*** Opening of Supplied material ***

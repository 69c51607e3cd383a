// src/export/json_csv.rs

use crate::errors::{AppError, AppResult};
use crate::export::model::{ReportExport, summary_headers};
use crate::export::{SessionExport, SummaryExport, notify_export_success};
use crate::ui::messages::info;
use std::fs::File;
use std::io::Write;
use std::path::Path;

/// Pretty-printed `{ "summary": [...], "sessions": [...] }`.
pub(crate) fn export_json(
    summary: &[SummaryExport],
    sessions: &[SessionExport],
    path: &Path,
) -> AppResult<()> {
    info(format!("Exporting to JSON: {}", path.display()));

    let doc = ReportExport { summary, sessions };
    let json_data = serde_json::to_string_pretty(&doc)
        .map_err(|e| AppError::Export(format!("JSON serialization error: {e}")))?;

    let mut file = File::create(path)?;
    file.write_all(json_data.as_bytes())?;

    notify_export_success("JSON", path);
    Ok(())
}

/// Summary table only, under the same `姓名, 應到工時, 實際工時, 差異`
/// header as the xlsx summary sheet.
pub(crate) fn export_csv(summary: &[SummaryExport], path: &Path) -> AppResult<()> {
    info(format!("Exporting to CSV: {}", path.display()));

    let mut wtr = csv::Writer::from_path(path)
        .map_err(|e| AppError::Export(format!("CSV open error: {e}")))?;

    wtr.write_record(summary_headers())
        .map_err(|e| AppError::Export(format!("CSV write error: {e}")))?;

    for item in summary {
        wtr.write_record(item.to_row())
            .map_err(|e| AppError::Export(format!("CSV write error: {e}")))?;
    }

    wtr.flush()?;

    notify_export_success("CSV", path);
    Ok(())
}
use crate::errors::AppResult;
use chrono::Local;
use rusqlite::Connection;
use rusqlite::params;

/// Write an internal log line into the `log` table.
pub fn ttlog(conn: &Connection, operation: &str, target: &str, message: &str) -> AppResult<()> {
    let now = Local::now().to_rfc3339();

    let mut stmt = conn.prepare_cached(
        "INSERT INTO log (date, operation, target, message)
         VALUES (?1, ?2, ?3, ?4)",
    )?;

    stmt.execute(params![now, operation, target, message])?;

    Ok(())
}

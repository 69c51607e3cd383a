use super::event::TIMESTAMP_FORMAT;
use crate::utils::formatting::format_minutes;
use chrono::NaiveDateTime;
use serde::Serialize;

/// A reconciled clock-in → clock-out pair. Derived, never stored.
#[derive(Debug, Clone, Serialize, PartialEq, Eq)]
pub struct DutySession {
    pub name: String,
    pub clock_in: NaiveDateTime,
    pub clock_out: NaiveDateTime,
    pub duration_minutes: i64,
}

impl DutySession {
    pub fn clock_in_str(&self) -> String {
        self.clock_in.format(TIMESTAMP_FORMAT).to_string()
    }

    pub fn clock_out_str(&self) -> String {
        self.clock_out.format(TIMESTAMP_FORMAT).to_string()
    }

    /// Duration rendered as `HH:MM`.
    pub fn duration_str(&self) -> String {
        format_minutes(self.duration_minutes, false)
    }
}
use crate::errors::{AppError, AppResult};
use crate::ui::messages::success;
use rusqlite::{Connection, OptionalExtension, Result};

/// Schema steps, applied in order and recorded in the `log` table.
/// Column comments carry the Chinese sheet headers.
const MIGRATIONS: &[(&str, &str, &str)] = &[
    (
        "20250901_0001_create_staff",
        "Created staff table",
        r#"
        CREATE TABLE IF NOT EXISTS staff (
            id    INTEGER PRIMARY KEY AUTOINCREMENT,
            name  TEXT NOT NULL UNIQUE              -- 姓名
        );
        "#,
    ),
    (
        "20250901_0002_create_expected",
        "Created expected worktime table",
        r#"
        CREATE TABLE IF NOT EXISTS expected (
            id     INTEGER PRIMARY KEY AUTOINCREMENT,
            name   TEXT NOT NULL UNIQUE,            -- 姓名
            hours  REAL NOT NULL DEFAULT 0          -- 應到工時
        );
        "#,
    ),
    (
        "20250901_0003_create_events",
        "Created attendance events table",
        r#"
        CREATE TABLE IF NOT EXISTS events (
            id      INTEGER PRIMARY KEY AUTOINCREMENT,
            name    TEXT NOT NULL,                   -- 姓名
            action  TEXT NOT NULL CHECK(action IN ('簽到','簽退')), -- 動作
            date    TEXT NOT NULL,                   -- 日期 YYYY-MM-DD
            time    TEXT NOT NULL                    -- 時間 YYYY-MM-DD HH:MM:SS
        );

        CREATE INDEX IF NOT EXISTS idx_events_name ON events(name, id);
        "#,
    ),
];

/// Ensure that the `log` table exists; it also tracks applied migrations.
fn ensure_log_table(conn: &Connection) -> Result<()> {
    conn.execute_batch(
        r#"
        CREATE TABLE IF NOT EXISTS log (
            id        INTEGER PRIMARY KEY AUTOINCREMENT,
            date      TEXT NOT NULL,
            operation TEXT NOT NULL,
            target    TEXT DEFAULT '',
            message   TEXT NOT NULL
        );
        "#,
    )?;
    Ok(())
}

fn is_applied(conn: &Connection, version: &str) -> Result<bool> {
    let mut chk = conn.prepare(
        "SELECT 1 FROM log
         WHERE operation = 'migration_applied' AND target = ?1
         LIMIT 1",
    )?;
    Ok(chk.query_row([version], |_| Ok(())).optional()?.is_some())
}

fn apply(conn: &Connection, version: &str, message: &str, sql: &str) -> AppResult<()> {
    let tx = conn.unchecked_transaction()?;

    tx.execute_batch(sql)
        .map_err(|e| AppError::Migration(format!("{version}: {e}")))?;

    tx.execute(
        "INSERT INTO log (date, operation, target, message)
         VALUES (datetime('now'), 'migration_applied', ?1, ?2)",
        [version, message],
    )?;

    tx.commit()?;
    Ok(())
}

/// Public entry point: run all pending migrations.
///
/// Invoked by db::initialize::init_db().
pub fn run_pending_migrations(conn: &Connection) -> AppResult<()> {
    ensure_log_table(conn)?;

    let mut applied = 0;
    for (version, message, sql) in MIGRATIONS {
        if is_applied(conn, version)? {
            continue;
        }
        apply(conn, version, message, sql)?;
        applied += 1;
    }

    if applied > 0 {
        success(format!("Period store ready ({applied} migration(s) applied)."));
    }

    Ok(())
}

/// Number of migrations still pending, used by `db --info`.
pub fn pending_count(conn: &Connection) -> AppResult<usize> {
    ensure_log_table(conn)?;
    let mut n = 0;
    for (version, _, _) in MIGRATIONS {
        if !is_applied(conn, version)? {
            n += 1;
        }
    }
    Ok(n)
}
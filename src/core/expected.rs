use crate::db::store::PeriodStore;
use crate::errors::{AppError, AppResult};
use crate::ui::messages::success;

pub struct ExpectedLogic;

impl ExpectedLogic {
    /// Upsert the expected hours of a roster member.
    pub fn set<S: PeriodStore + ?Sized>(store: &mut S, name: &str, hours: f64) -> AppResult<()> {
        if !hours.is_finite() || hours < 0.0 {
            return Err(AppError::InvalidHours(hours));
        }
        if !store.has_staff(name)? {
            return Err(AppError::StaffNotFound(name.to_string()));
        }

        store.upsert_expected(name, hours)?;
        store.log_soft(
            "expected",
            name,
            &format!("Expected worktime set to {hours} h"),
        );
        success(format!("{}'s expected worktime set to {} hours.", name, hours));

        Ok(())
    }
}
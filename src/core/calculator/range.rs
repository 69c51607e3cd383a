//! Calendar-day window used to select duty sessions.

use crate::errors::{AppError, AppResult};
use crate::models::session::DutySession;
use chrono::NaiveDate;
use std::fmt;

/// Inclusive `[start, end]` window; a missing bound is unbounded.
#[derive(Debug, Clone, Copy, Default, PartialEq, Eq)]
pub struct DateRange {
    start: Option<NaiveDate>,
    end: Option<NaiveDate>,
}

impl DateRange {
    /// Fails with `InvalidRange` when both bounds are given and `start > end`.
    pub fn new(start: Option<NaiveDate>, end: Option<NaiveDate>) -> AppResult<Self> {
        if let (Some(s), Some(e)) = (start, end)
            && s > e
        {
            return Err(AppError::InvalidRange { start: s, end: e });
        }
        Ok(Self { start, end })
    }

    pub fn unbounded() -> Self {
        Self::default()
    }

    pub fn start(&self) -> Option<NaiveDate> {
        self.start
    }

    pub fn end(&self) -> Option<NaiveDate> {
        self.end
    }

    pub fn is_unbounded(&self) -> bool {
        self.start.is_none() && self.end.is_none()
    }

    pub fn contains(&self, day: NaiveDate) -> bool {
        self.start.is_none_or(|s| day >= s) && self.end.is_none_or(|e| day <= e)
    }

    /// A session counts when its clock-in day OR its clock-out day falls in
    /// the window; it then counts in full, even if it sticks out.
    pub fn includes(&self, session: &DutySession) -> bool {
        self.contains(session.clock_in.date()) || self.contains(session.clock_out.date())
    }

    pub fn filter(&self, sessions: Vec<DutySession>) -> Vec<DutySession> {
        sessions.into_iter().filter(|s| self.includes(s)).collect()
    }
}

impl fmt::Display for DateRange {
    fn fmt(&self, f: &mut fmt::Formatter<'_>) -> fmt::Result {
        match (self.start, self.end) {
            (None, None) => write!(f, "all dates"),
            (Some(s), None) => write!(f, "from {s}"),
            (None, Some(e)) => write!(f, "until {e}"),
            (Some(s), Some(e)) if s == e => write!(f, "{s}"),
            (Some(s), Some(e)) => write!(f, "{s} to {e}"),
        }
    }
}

*** Close of Supplied material ***

**Exercise brief**
Output the material above exactly, but only from the line that carries "let mut wtr" through the line that carries "let mut stmt".

**Worked solution**
    let mut wtr = csv::Writer::from_path(path)
        .map_err(|e| AppError::Export(format!("CSV open error: {e}")))?;

    wtr.write_record(summary_headers())
        .map_err(|e| AppError::Export(format!("CSV write error: {e}")))?;

    for item in summary {
        wtr.write_record(item.to_row())
            .map_err(|e| AppError::Export(format!("CSV write error: {e}")))?;
    }

    wtr.flush()?;

    notify_export_success("CSV", path);
    Ok(())
}
use crate::errors::AppResult;
use chrono::Local;
use rusqlite::Connection;
use rusqlite::params;

/// Write an internal log line into the `log` table.
pub fn ttlog(conn: &Connection, operation: &str, target: &str, message: &str) -> AppResult<()> {
    let now = Local::now().to_rfc3339();

    let mut stmt = conn.prepare_cached(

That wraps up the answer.